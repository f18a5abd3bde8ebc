use serde::Serialize;

/// Query options for listing draft notes.
#[derive(Debug, Clone, Default, PartialEq, Eq)]
pub struct ListDraftNotesOptions {
    pub page: Option<u64>,
    pub per_page: Option<u64>,
    pub order_by: Option<String>,
    /// `asc` or `desc`
    pub sort: Option<String>,
}

impl ListDraftNotesOptions {
    /// Render the set fields as a query string (without the leading `?`).
    pub fn to_query(&self) -> String {
        let mut pairs = Vec::new();
        if let Some(page) = self.page {
            pairs.push(format!("page={}", page));
        }
        if let Some(per_page) = self.per_page {
            pairs.push(format!("per_page={}", per_page));
        }
        if let Some(order_by) = &self.order_by {
            pairs.push(format!("order_by={}", urlencoding::encode(order_by)));
        }
        if let Some(sort) = &self.sort {
            pairs.push(format!("sort={}", urlencoding::encode(sort)));
        }
        pairs.join("&")
    }
}

/// Request to create a draft note
#[derive(Debug, Clone, Serialize, Default, PartialEq, Eq)]
pub struct CreateDraftNoteOptions {
    #[serde(skip_serializing_if = "Option::is_none")]
    pub note: Option<String>,
    #[serde(skip_serializing_if = "Option::is_none")]
    pub commit_id: Option<String>,
    #[serde(skip_serializing_if = "Option::is_none")]
    pub in_reply_to_discussion_id: Option<String>,
    #[serde(skip_serializing_if = "Option::is_none")]
    pub resolve_discussion: Option<bool>,
    #[serde(skip_serializing_if = "Option::is_none")]
    pub position: Option<PositionOptions>,
}

impl CreateDraftNoteOptions {
    pub fn new(note: impl Into<String>) -> Self {
        Self {
            note: Some(note.into()),
            ..Default::default()
        }
    }
}

/// Request to update a draft note
#[derive(Debug, Clone, Serialize, Default, PartialEq, Eq)]
pub struct UpdateDraftNoteOptions {
    #[serde(skip_serializing_if = "Option::is_none")]
    pub note: Option<String>,
    #[serde(skip_serializing_if = "Option::is_none")]
    pub position: Option<PositionOptions>,
}

/// Diff position sent when anchoring a note to a line or image.
#[derive(Debug, Clone, Serialize, Default, PartialEq, Eq)]
pub struct PositionOptions {
    #[serde(skip_serializing_if = "Option::is_none")]
    pub base_sha: Option<String>,
    #[serde(skip_serializing_if = "Option::is_none")]
    pub start_sha: Option<String>,
    #[serde(skip_serializing_if = "Option::is_none")]
    pub head_sha: Option<String>,
    #[serde(skip_serializing_if = "Option::is_none")]
    pub position_type: Option<String>,
    #[serde(skip_serializing_if = "Option::is_none")]
    pub new_path: Option<String>,
    #[serde(skip_serializing_if = "Option::is_none")]
    pub old_path: Option<String>,
    #[serde(skip_serializing_if = "Option::is_none")]
    pub new_line: Option<u64>,
    #[serde(skip_serializing_if = "Option::is_none")]
    pub old_line: Option<u64>,
    #[serde(skip_serializing_if = "Option::is_none")]
    pub line_range: Option<LineRangeOptions>,
    #[serde(skip_serializing_if = "Option::is_none")]
    pub width: Option<u64>,
    #[serde(skip_serializing_if = "Option::is_none")]
    pub height: Option<u64>,
    #[serde(skip_serializing_if = "Option::is_none")]
    pub x: Option<u64>,
    #[serde(skip_serializing_if = "Option::is_none")]
    pub y: Option<u64>,
}

#[derive(Debug, Clone, Serialize, Default, PartialEq, Eq)]
pub struct LineRangeOptions {
    #[serde(skip_serializing_if = "Option::is_none")]
    pub start: Option<LinePositionOptions>,
    #[serde(skip_serializing_if = "Option::is_none")]
    pub end: Option<LinePositionOptions>,
}

#[derive(Debug, Clone, Serialize, Default, PartialEq, Eq)]
pub struct LinePositionOptions {
    #[serde(skip_serializing_if = "Option::is_none")]
    pub line_code: Option<String>,
    #[serde(rename = "type", skip_serializing_if = "Option::is_none")]
    pub line_type: Option<String>,
    #[serde(skip_serializing_if = "Option::is_none")]
    pub old_line: Option<u64>,
    #[serde(skip_serializing_if = "Option::is_none")]
    pub new_line: Option<u64>,
}
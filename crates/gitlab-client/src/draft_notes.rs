//! Draft notes on merge requests.
//!
//! See <https://docs.gitlab.com/ee/api/draft_notes.html>.

use crate::client::{GitLabClient, Method, NO_BODY};
use crate::error::Result;
use crate::models::*;
use crate::project::ProjectId;
use crate::response::Response;

/// Draft notes resource, borrowed from a [`GitLabClient`].
#[derive(Clone, Copy)]
pub struct DraftNotes<'a> {
    client: &'a GitLabClient,
}

impl<'a> DraftNotes<'a> {
    pub(crate) fn new(client: &'a GitLabClient) -> Self {
        Self { client }
    }

    /// `projects/:id/merge_requests/:iid/draft_notes` plus `suffix`
    fn path(project: &ProjectId, merge_request: u64, suffix: &str) -> String {
        format!(
            "projects/{}/merge_requests/{}/draft_notes{}",
            project.escaped(),
            merge_request,
            suffix
        )
    }

    /// Get a single draft note
    pub fn get_draft_note(
        &self,
        project: impl Into<ProjectId>,
        merge_request: u64,
        note: u64,
    ) -> Result<(DraftNote, Response)> {
        let path = Self::path(&project.into(), merge_request, &format!("/{}", note));
        self.client.send(Method::Get, &path, NO_BODY)
    }

    /// List draft notes of a merge request, in the order the server returns them
    pub fn list_draft_notes(
        &self,
        project: impl Into<ProjectId>,
        merge_request: u64,
        options: Option<&ListDraftNotesOptions>,
    ) -> Result<(Vec<DraftNote>, Response)> {
        let mut path = Self::path(&project.into(), merge_request, "");
        if let Some(query) = options.map(|o| o.to_query()).filter(|q| !q.is_empty()) {
            path.push('?');
            path.push_str(&query);
        }
        self.client.send(Method::Get, &path, NO_BODY)
    }

    /// Create a draft note
    pub fn create_draft_note(
        &self,
        project: impl Into<ProjectId>,
        merge_request: u64,
        options: &CreateDraftNoteOptions,
    ) -> Result<(DraftNote, Response)> {
        let path = Self::path(&project.into(), merge_request, "");
        self.client.send(Method::Post, &path, Some(options))
    }

    /// Update an existing draft note (GitLab uses PUT, not PATCH)
    pub fn update_draft_note(
        &self,
        project: impl Into<ProjectId>,
        merge_request: u64,
        note: u64,
        options: &UpdateDraftNoteOptions,
    ) -> Result<(DraftNote, Response)> {
        let path = Self::path(&project.into(), merge_request, &format!("/{}", note));
        self.client.send(Method::Put, &path, Some(options))
    }

    /// Delete a draft note
    pub fn delete_draft_note(
        &self,
        project: impl Into<ProjectId>,
        merge_request: u64,
        note: u64,
    ) -> Result<Response> {
        let path = Self::path(&project.into(), merge_request, &format!("/{}", note));
        self.client.send_no_content(Method::Delete, &path, NO_BODY)
    }

    /// Publish a single draft note, turning it into a visible discussion note
    pub fn publish_draft_note(
        &self,
        project: impl Into<ProjectId>,
        merge_request: u64,
        note: u64,
    ) -> Result<Response> {
        let path = Self::path(&project.into(), merge_request, &format!("/{}/publish", note));
        self.client.send_no_content(Method::Put, &path, NO_BODY)
    }

    /// Publish every draft note the current user has on the merge request
    pub fn publish_all_draft_notes(
        &self,
        project: impl Into<ProjectId>,
        merge_request: u64,
    ) -> Result<Response> {
        let path = Self::path(&project.into(), merge_request, "/bulk_publish");
        self.client.send_no_content(Method::Post, &path, NO_BODY)
    }
}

> [Problem details]: What's wanted here is every record, retyped exactly as shown above.

> [Solution]:
repository f18a5abd3bde8ebc
use serde::Serialize;

/// Query options for listing draft notes.
#[derive(Debug, Clone, Default, PartialEq, Eq)]
pub struct ListDraftNotesOptions {
    pub page: Option<u64>,
    pub per_page: Option<u64>,
    pub order_by: Option<String>,
    /// `asc` or `desc`
    pub sort: Option<String>,
}

impl ListDraftNotesOptions {
    /// Render the set fields as a query string (without the leading `?`).
    pub fn to_query(&self) -> String {
        let mut pairs = Vec::new();
        if let Some(page) = self.page {
            pairs.push(format!("page={}", page));
        }
        if let Some(per_page) = self.per_page {
            pairs.push(format!("per_page={}", per_page));
        }
        if let Some(order_by) = &self.order_by {
            pairs.push(format!("order_by={}", urlencoding::encode(order_by)));
        }
        if let Some(sort) = &self.sort {
            pairs.push(format!("sort={}", urlencoding::encode(sort)));
        }
        pairs.join("&")
    }
}

/// Request to create a draft note
#[derive(Debug, Clone, Serialize, Default, PartialEq, Eq)]
pub struct CreateDraftNoteOptions {
    #[serde(skip_serializing_if = "Option::is_none")]
    pub note: Option<String>,
    #[serde(skip_serializing_if = "Option::is_none")]
    pub commit_id: Option<String>,
    #[serde(skip_serializing_if = "Option::is_none")]
    pub in_reply_to_discussion_id: Option<String>,
    #[serde(skip_serializing_if = "Option::is_none")]
    pub resolve_discussion: Option<bool>,
    #[serde(skip_serializing_if = "Option::is_none")]
    pub position: Option<PositionOptions>,
}

impl CreateDraftNoteOptions {
    pub fn new(note: impl Into<String>) -> Self {
        Self {
            note: Some(note.into()),
            ..Default::default()
        }
    }
}

/// Request to update a draft note
#[derive(Debug, Clone, Serialize, Default, PartialEq, Eq)]
pub struct UpdateDraftNoteOptions {
    #[serde(skip_serializing_if = "Option::is_none")]
    pub note: Option<String>,
    #[serde(skip_serializing_if = "Option::is_none")]
    pub position: Option<PositionOptions>,
}

/// Diff position sent when anchoring a note to a line or image.
#[derive(Debug, Clone, Serialize, Default, PartialEq, Eq)]
pub struct PositionOptions {
    #[serde(skip_serializing_if = "Option::is_none")]
    pub base_sha: Option<String>,
    #[serde(skip_serializing_if = "Option::is_none")]
    pub start_sha: Option<String>,
    #[serde(skip_serializing_if = "Option::is_none")]
    pub head_sha: Option<String>,
    #[serde(skip_serializing_if = "Option::is_none")]
    pub position_type: Option<String>,
    #[serde(skip_serializing_if = "Option::is_none")]
    pub new_path: Option<String>,
    #[serde(skip_serializing_if = "Option::is_none")]
    pub old_path: Option<String>,
    #[serde(skip_serializing_if = "Option::is_none")]
    pub new_line: Option<u64>,
    #[serde(skip_serializing_if = "Option::is_none")]
    pub old_line: Option<u64>,
    #[serde(skip_serializing_if = "Option::is_none")]
    pub line_range: Option<LineRangeOptions>,
    #[serde(skip_serializing_if = "Option::is_none")]
    pub width: Option<u64>,
    #[serde(skip_serializing_if = "Option::is_none")]
    pub height: Option<u64>,
    #[serde(skip_serializing_if = "Option::is_none")]
    pub x: Option<u64>,
    #[serde(skip_serializing_if = "Option::is_none")]
    pub y: Option<u64>,
}

#[derive(Debug, Clone, Serialize, Default, PartialEq, Eq)]
pub struct LineRangeOptions {
    #[serde(skip_serializing_if = "Option::is_none")]
    pub start: Option<LinePositionOptions>,
    #[serde(skip_serializing_if = "Option::is_none")]
    pub end: Option<LinePositionOptions>,
}

#[derive(Debug, Clone, Serialize, Default, PartialEq, Eq)]
pub struct LinePositionOptions {
    #[serde(skip_serializing_if = "Option::is_none")]
    pub line_code: Option<String>,
    #[serde(rename = "type", skip_serializing_if = "Option::is_none")]
    pub line_type: Option<String>,
    #[serde(skip_serializing_if = "Option::is_none")]
    pub old_line: Option<u64>,
    #[serde(skip_serializing_if = "Option::is_none")]
    pub new_line: Option<u64>,
}
filename crates/gitlab-client/src/draft_notes.rs
//! Draft notes on merge requests.
//!
//! See <https://docs.gitlab.com/ee/api/draft_notes.html>.

use crate::client::{GitLabClient, Method, NO_BODY};
use crate::error::Result;
use crate::models::*;
use crate::project::ProjectId;
use crate::response::Response;

/// Draft notes resource, borrowed from a [`GitLabClient`].
#[derive(Clone, Copy)]
pub struct DraftNotes<'a> {
    client: &'a GitLabClient,
}

impl<'a> DraftNotes<'a> {
    pub(crate) fn new(client: &'a GitLabClient) -> Self {
        Self { client }
    }

    /// `projects/:id/merge_requests/:iid/draft_notes` plus `suffix`
    fn path(project: &ProjectId, merge_request: u64, suffix: &str) -> String {
        format!(
            "projects/{}/merge_requests/{}/draft_notes{}",
            project.escaped(),
            merge_request,
            suffix
        )
    }

    /// Get a single draft note
    pub fn get_draft_note(
        &self,
        project: impl Into<ProjectId>,
        merge_request: u64,
        note: u64,
    ) -> Result<(DraftNote, Response)> {
        let path = Self::path(&project.into(), merge_request, &format!("/{}", note));
        self.client.send(Method::Get, &path, NO_BODY)
    }

    /// List draft notes of a merge request, in the order the server returns them
    pub fn list_draft_notes(
        &self,
        project: impl Into<ProjectId>,
        merge_request: u64,
        options: Option<&ListDraftNotesOptions>,
    ) -> Result<(Vec<DraftNote>, Response)> {
        let mut path = Self::path(&project.into(), merge_request, "");
        if let Some(query) = options.map(|o| o.to_query()).filter(|q| !q.is_empty()) {
            path.push('?');
            path.push_str(&query);
        }
        self.client.send(Method::Get, &path, NO_BODY)
    }

    /// Create a draft note
    pub fn create_draft_note(
        &self,
        project: impl Into<ProjectId>,
        merge_request: u64,
        options: &CreateDraftNoteOptions,
    ) -> Result<(DraftNote, Response)> {
        let path = Self::path(&project.into(), merge_request, "");
        self.client.send(Method::Post, &path, Some(options))
    }

    /// Update an existing draft note (GitLab uses PUT, not PATCH)
    pub fn update_draft_note(
        &self,
        project: impl Into<ProjectId>,
        merge_request: u64,
        note: u64,
        options: &UpdateDraftNoteOptions,
    ) -> Result<(DraftNote, Response)> {
        let path = Self::path(&project.into(), merge_request, &format!("/{}", note));
        self.client.send(Method::Put, &path, Some(options))
    }

    /// Delete a draft note
    pub fn delete_draft_note(
        &self,
        project: impl Into<ProjectId>,
        merge_request: u64,
        note: u64,
    ) -> Result<Response> {
        let path = Self::path(&project.into(), merge_request, &format!("/{}", note));
        self.client.send_no_content(Method::Delete, &path, NO_BODY)
    }

    /// Publish a single draft note, turning it into a visible discussion note
    pub fn publish_draft_note(
        &self,
        project: impl Into<ProjectId>,
        merge_request: u64,
        note: u64,
    ) -> Result<Response> {
        let path = Self::path(&project.into(), merge_request, &format!("/{}/publish", note));
        self.client.send_no_content(Method::Put, &path, NO_BODY)
    }

    /// Publish every draft note the current user has on the merge request
    pub fn publish_all_draft_notes(
        &self,
        project: impl Into<ProjectId>,
        merge_request: u64,
    ) -> Result<Response> {
        let path = Self::path(&project.into(), merge_request, "/bulk_publish");
        self.client.send_no_content(Method::Post, &path, NO_BODY)
    }
}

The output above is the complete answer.